● The problem: Would you copy the material below word for word, beginning with its first line and ending with the line that contains "pub enum ApiError"?

● Provided entries:

*** Block opens ***

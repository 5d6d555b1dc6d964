use axum::{
    http::StatusCode,
    response::{IntoResponse, Response},
    Json,
};
use serde_json::json;
use thiserror::Error;
use tokio_postgres::error::SqlState;

#[derive(Error, Debug)]
pub enum ApiError {
    #[error("Database error: {0}")]
    Database(String),

    #[error("Not found: {0}")]
    NotFound(String),

    #[error("Internal server error")]
    Internal(#[from] anyhow::Error),
}

impl ApiError {
    pub fn not_found(resource: impl Into<String>) -> Self {
        Self::NotFound(resource.into())
    }
}

impl IntoResponse for ApiError {
    fn into_response(self) -> Response {
        let (status, error_code, message) = match self {
            ApiError::Database(ref err) => {
                tracing::error!("PostgreSQL database error: {}", err);
                (
                    StatusCode::INTERNAL_SERVER_ERROR,
                    "DATABASE_ERROR",
                    "A database error occurred".to_string(),
                )
            }
            ApiError::NotFound(ref resource) => {
                tracing::debug!("Resource not found: {}", resource);
                (
                    StatusCode::NOT_FOUND,
                    "NOT_FOUND",
                    format!("{} not found", resource),
                )
            }
            ApiError::Internal(ref err) => {
                tracing::error!("Internal server error: {:#}", err);
                (
                    StatusCode::INTERNAL_SERVER_ERROR,
                    "INTERNAL_ERROR",
                    "An internal server error occurred".to_string(),
                )
            }
        };

        let body = Json(json!({
            "error": {
                "code": error_code,
                "message": message
            }
        }));

        (status, body).into_response()
    }
}

// PostgreSQL error mapping
impl From<tokio_postgres::Error> for ApiError {
    fn from(err: tokio_postgres::Error) -> Self {
        match err.code() {
            Some(&SqlState::CONNECTION_EXCEPTION)
            | Some(&SqlState::CONNECTION_DOES_NOT_EXIST)
            | Some(&SqlState::CONNECTION_FAILURE) => {
                ApiError::Database(format!("Database connection unavailable: {}", err))
            }
            Some(&SqlState::UNDEFINED_TABLE) => {
                ApiError::Database(format!("Table is missing, migrations not applied: {}", err))
            }
            Some(&SqlState::INSUFFICIENT_PRIVILEGE) => {
                ApiError::Database(format!("Database access denied: {}", err))
            }
            // No SQLSTATE means the failure happened before the server answered
            None => ApiError::Database(format!("Database unreachable: {}", err)),
            Some(code) => {
                ApiError::Database(format!("Database operation failed ({}): {}", code.code(), err))
            }
        }
    }
}

// Result type alias for convenience
pub type ApiResult<T> = Result<T, ApiError>;

#[cfg(test)]
mod tests {
    use super::*;
    use axum::body::to_bytes;
    use serde_json::Value;

    async fn render(err: ApiError) -> (StatusCode, Value) {
        let response = err.into_response();
        let status = response.status();
        let body = to_bytes(response.into_body(), usize::MAX).await.unwrap();
        (status, serde_json::from_slice(&body).unwrap())
    }

    #[tokio::test]
    async fn test_not_found_envelope() {
        let (status, body) = render(ApiError::not_found("User 42")).await;

        assert_eq!(status, StatusCode::NOT_FOUND);
        assert_eq!(body["error"]["code"], "NOT_FOUND");
        assert_eq!(body["error"]["message"], "User 42 not found");
    }

    #[tokio::test]
    async fn test_database_error_hides_details() {
        let (status, body) = render(ApiError::Database("password authentication failed".into())).await;

        assert_eq!(status, StatusCode::INTERNAL_SERVER_ERROR);
        assert_eq!(body["error"]["code"], "DATABASE_ERROR");
        assert!(!body.to_string().contains("password"));
    }

    #[tokio::test]
    async fn test_internal_error_status() {
        let (status, body) = render(ApiError::from(anyhow::anyhow!("column type OID 600"))).await;

        assert_eq!(status, StatusCode::INTERNAL_SERVER_ERROR);
        assert_eq!(body["error"]["code"], "INTERNAL_ERROR");
    }
}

*** Block closes ***

● Response to this task:
repository 5d6d555b1dc6d964
use axum::{
    http::StatusCode,
    response::{IntoResponse, Response},
    Json,
};
use serde_json::json;
use thiserror::Error;
use tokio_postgres::error::SqlState;

#[derive(Error, Debug)]
pub enum ApiError {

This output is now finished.